- _Given records_
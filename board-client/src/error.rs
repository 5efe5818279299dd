use thiserror::Error;

#[derive(Debug, Error)]
/// Ошибки коллабораторов: сервиса аутентификации, хранилища строк и
/// объектного хранилища.
pub enum BackendError {
    /// Ошибка HTTP-транспорта (`reqwest`).
    #[error("http error: {0}")]
    Http(#[source] reqwest::Error),

    /// Платформа вернула неуспешный HTTP-статус.
    #[error("http status {status}: {message}")]
    Status {
        /// Код HTTP-ответа.
        status: u16,
        /// Сообщение из тела ответа или описание статуса.
        message: String,
    },

    /// Ответ не удалось разобрать.
    #[error("decode error: {0}")]
    Decode(String),

    /// Нет сессии или платформа отклонила токен.
    #[error("unauthorized")]
    Unauthorized,

    /// Запрошенная строка или объект отсутствует.
    #[error("not found")]
    NotFound,

    /// Запрос не завершился за отведённое время.
    #[error("request timed out")]
    TimedOut,

    /// Коллаборатор недоступен.
    #[error("backend unavailable: {0}")]
    Unavailable(String),
}

/// Результат вызовов коллабораторов.
pub type BackendResult<T> = Result<T, BackendError>;

impl BackendError {
    pub(crate) fn from_http_status(status: reqwest::StatusCode, message: Option<String>) -> Self {
        match status {
            reqwest::StatusCode::UNAUTHORIZED | reqwest::StatusCode::FORBIDDEN => {
                Self::Unauthorized
            }
            reqwest::StatusCode::NOT_FOUND => Self::NotFound,
            _ => {
                let message = message.unwrap_or_else(|| format!("http status {status}"));
                Self::Status {
                    status: status.as_u16(),
                    message,
                }
            }
        }
    }

    pub(crate) fn from_reqwest(err: reqwest::Error) -> Self {
        if err.is_timeout() {
            return Self::TimedOut;
        }
        if let Some(status) = err.status() {
            return Self::from_http_status(status, None);
        }
        if err.is_decode() {
            return Self::Decode(err.to_string());
        }
        Self::Http(err)
    }
}

#[derive(Debug, Error)]
/// Ошибки контроллеров доски, которые видит пользователь.
pub enum BoardError {
    /// Обязательное поле пустое или некорректное.
    #[error("validation failed for '{field}': {message}")]
    Validation {
        /// Имя поля формы.
        field: &'static str,
        /// Что именно не так.
        message: &'static str,
    },

    /// Изображение больше допустимого размера.
    #[error("image is too large: {size} bytes (limit {limit})")]
    ImageTooLarge {
        /// Размер выбранного файла.
        size: u64,
        /// Максимально допустимый размер.
        limit: u64,
    },

    /// Выбранный файл не является изображением.
    #[error("not an image: '{media_type}'")]
    ImageWrongType {
        /// Media type выбранного файла.
        media_type: String,
    },

    /// Пост не найден.
    #[error("resource not found: {0}")]
    NotFound(String),

    /// Нет сессии или текущий пользователь не автор поста.
    #[error("unauthorized")]
    Unauthorized,

    /// Запрошенная страница за пределами `[1, total_pages]`.
    #[error("page {page} is out of range 1..={total_pages}")]
    PageOutOfRange {
        /// Запрошенная страница.
        page: u32,
        /// Текущее число страниц.
        total_pages: u32,
    },

    /// Не удалось загрузить данные.
    #[error("load failed: {0}")]
    LoadFailed(#[source] BackendError),

    /// Не удалось сохранить или удалить пост.
    #[error("submit failed: {0}")]
    SubmitFailed(#[source] BackendError),

    /// Удалённый вызов не уложился в таймаут.
    #[error("request timed out")]
    RequestTimedOut,

    /// Вход, регистрация или выход отклонены платформой.
    #[error("authentication failed: {0}")]
    AuthFailed(#[source] BackendError),

    /// Вспомогательная очистка не удалась. Только логируется.
    #[error("best-effort cleanup failed: {0}")]
    BestEffortCleanupFailed(#[source] BackendError),
}

/// Результат операций контроллеров.
pub type BoardResult<T> = Result<T, BoardError>;

impl BoardError {
    pub(crate) fn load_failed(err: BackendError) -> Self {
        match err {
            BackendError::TimedOut => Self::RequestTimedOut,
            other => Self::LoadFailed(other),
        }
    }

    pub(crate) fn submit_failed(err: BackendError) -> Self {
        match err {
            BackendError::TimedOut => Self::RequestTimedOut,
            other => Self::SubmitFailed(other),
        }
    }

    pub(crate) fn auth_failed(err: BackendError) -> Self {
        match err {
            BackendError::TimedOut => Self::RequestTimedOut,
            other => Self::AuthFailed(other),
        }
    }
}

#[cfg(test)]
mod tests {
    use super::*;

    #[test]
    fn http_status_maps_auth_and_not_found() {
        assert!(matches!(
            BackendError::from_http_status(reqwest::StatusCode::FORBIDDEN, None),
            BackendError::Unauthorized
        ));
        assert!(matches!(
            BackendError::from_http_status(reqwest::StatusCode::NOT_FOUND, None),
            BackendError::NotFound
        ));
    }

    #[test]
    fn http_status_keeps_message_for_other_codes() {
        let err = BackendError::from_http_status(
            reqwest::StatusCode::CONFLICT,
            Some("duplicate key".to_string()),
        );
        match err {
            BackendError::Status { status, message } => {
                assert_eq!(status, 409);
                assert_eq!(message, "duplicate key");
            }
            other => panic!("expected Status, got {other:?}"),
        }
    }

    #[test]
    fn timeouts_become_request_timed_out() {
        assert!(matches!(
            BoardError::load_failed(BackendError::TimedOut),
            BoardError::RequestTimedOut
        ));
        assert!(matches!(
            BoardError::submit_failed(BackendError::TimedOut),
            BoardError::RequestTimedOut
        ));
        assert!(matches!(
            BoardError::submit_failed(BackendError::NotFound),
            BoardError::SubmitFailed(BackendError::NotFound)
        ));
    }
}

- _What to work on_
Please find every line in the records that contains the word "коллабораторов", and copy it out.

- _Answer to this task_
/// Ошибки коллабораторов: сервиса аутентификации, хранилища строк и
/// Результат вызовов коллабораторов.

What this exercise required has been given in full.